Respond with nothing but the number of lines in this data that include the word "Some".

┄┄┄┄┄┄

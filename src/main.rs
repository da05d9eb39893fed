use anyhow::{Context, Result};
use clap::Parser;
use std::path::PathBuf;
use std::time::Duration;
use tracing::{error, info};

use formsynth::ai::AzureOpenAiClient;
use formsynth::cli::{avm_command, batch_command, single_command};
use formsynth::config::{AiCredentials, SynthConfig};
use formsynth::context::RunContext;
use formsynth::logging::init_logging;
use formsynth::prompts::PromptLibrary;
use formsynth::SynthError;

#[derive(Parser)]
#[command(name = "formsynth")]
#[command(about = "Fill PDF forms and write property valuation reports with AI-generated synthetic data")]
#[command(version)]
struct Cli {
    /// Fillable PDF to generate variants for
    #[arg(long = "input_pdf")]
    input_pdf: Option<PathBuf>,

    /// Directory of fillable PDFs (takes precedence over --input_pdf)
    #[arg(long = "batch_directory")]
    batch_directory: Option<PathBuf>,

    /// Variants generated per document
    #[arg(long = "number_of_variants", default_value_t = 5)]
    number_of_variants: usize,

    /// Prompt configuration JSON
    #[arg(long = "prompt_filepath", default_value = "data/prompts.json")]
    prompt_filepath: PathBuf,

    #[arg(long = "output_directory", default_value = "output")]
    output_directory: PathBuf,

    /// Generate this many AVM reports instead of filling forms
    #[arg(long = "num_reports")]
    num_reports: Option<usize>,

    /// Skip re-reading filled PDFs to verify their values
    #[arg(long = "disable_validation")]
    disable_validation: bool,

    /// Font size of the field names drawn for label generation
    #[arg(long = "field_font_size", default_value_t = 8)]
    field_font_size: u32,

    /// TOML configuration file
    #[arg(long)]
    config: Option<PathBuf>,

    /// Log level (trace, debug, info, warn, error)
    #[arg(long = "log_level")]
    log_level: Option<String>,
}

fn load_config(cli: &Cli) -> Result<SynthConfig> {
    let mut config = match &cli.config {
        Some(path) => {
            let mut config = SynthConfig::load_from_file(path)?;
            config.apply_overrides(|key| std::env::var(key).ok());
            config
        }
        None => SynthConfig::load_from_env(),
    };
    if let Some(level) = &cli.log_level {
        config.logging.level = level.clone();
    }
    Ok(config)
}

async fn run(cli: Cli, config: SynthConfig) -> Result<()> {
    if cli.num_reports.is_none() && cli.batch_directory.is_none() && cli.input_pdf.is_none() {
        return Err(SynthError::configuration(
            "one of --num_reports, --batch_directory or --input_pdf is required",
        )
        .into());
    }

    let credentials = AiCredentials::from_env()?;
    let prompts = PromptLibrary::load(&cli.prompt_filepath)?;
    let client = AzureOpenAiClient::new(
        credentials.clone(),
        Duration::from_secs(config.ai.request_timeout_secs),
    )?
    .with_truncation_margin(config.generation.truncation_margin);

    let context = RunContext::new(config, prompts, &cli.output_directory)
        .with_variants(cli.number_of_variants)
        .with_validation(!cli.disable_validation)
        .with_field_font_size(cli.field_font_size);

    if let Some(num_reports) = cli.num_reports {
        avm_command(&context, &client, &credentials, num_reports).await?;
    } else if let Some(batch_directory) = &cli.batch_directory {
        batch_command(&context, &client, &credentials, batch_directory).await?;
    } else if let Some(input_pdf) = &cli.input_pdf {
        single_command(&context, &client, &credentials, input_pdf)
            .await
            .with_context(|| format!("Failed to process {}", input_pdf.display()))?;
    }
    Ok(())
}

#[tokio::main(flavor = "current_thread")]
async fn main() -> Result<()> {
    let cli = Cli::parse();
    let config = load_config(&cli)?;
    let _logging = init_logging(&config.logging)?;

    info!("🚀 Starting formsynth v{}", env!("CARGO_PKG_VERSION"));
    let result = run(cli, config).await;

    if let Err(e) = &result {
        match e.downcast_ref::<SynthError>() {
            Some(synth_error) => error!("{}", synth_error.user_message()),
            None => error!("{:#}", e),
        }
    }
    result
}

┄┄┄┄┄┄

▸ Task response
6